Given the differing pathogeneses of FMD and ARAS, it is unlikely that the preexisting bilateral FMD lesions were pathologically related to the development of ARAS in the left kidney. Our patient was lost to follow-up for more than a decade; we suspect progression of disease along with potential suboptimal management of cardiovascular risk factors led to the development of severe ARAS of the left renal artery. Our literature review revealed 2 cases with ipsilateral ARAS and renal artery FMD [10,11]. The first case was of a 71-year-old woman with resistant hypertension, found to have ARAS of the proximal right renal artery and distal right renal artery FMD. The second case was of a 77-year-old woman, also with resistant hypertension, who was found to have ARAS of the ostial right renal artery and a mid-lesion, consistent with FMD [11]. Both patients likely had undiagnosed FMD earlier in life and developed hemodynamically significant ARAS later in life due to atherosclerotic risk factors and aging. As our population ages, it may become more common to find atherosclerotic lesions in various vascular beds in patients with preexisting subclinical vascular conditions.

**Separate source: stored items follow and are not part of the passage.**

//! # Database Migrations
//!
//! Embedded SQL migrations for Till POS.
//!
//! ## How Migrations Work
//! ```text
//! ┌─────────────────────────────────────────────────────────────────────────┐
//! │                      Migration Process                                  │
//! │                                                                         │
//! │  Database::new()                                                       │
//! │       │                                                                 │
//! │       ▼                                                                 │
//! │  Check _sqlx_migrations table (create if missing)                      │
//! │       │                                                                 │
//! │       ▼                                                                 │
//! │  Compare embedded migrations vs applied                                │
//! │       │                                                                 │
//! │       └── 001_initial_schema.sql  products, customers, sales,          │
//! │                                   sale_items, sale_payments,           │
//! │                                   daily_cash, daily_cash_movements     │
//! │       │                                                                 │
//! │       ▼                                                                 │
//! │  Run pending migrations in order, record each one                      │
//! │                                                                         │
//! └─────────────────────────────────────────────────────────────────────────┘
//! ```
//!
//! ## Adding New Migrations
//!
//! 1. Create a new file in `migrations/sqlite/` with the next sequence number
//! 2. Name format: `NNN_description.sql`
//! 3. **NEVER** modify existing migrations - always add new ones

use sqlx::SqlitePool;
use tracing::info;

use crate::error::DbResult;

/// Embedded migrations from the workspace `migrations/sqlite` directory.
static MIGRATOR: sqlx::migrate::Migrator = sqlx::migrate!("../../migrations/sqlite");

/// Runs all pending database migrations.
///
/// Idempotent; each migration runs in its own transaction.
pub async fn run_migrations(pool: &SqlitePool) -> DbResult<()> {
    info!("Checking for pending migrations");

    MIGRATOR.run(pool).await?;

    info!("All migrations applied successfully");
    Ok(())
}

/// Returns `(total_migrations, applied_migrations)`.
///
/// For diagnostics and health checks. A database that was never migrated
/// reports zero applied.
pub async fn migration_status(pool: &SqlitePool) -> DbResult<(usize, usize)> {
    let total = MIGRATOR.migrations.len();

    let table: Option<String> =
        sqlx::query_scalar("SELECT name FROM sqlite_master WHERE type = 'table' AND name = '_sqlx_migrations'")
            .fetch_optional(pool)
            .await?;
    if table.is_none() {
        return Ok((total, 0));
    }

    let applied: i64 = sqlx::query_scalar("SELECT COUNT(*) FROM _sqlx_migrations WHERE success = 1")
        .fetch_one(pool)
        .await?;

    Ok((total, usize::try_from(applied).unwrap_or(0)))
}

RAS from FMD and atherosclerosis have distinct treatment strategies. Clinical trials have almost exclusively focused on the treatment of ARAS; to date, no randomized clinical trials have compared medical therapy to revascularization for FMD. Current AHA guidelines recommend revascularization in patients with RAS from FMD in the following scenarios: resistant hypertension on a 3-drug regimen, new-onset hypertension, renal artery aneurysm or dissection, and preservation of renal function in severe renal artery stenosis [5]. Revascularization in FMD is recommended with balloon angioplasty, as lesions have minimal arterial recoil, reflecting a differing pathophysiology from ARAS [5]. Meta-analyses by Trinquart et al showed 40–50% cure rates of hypertension in RAS from FMD, with balloon angioplasty being the preferred intervention [12]. In our patient, the right renal artery FMD lesion remained patent and free of significant disease 10 years after balloon angioplasty (Figure 2A).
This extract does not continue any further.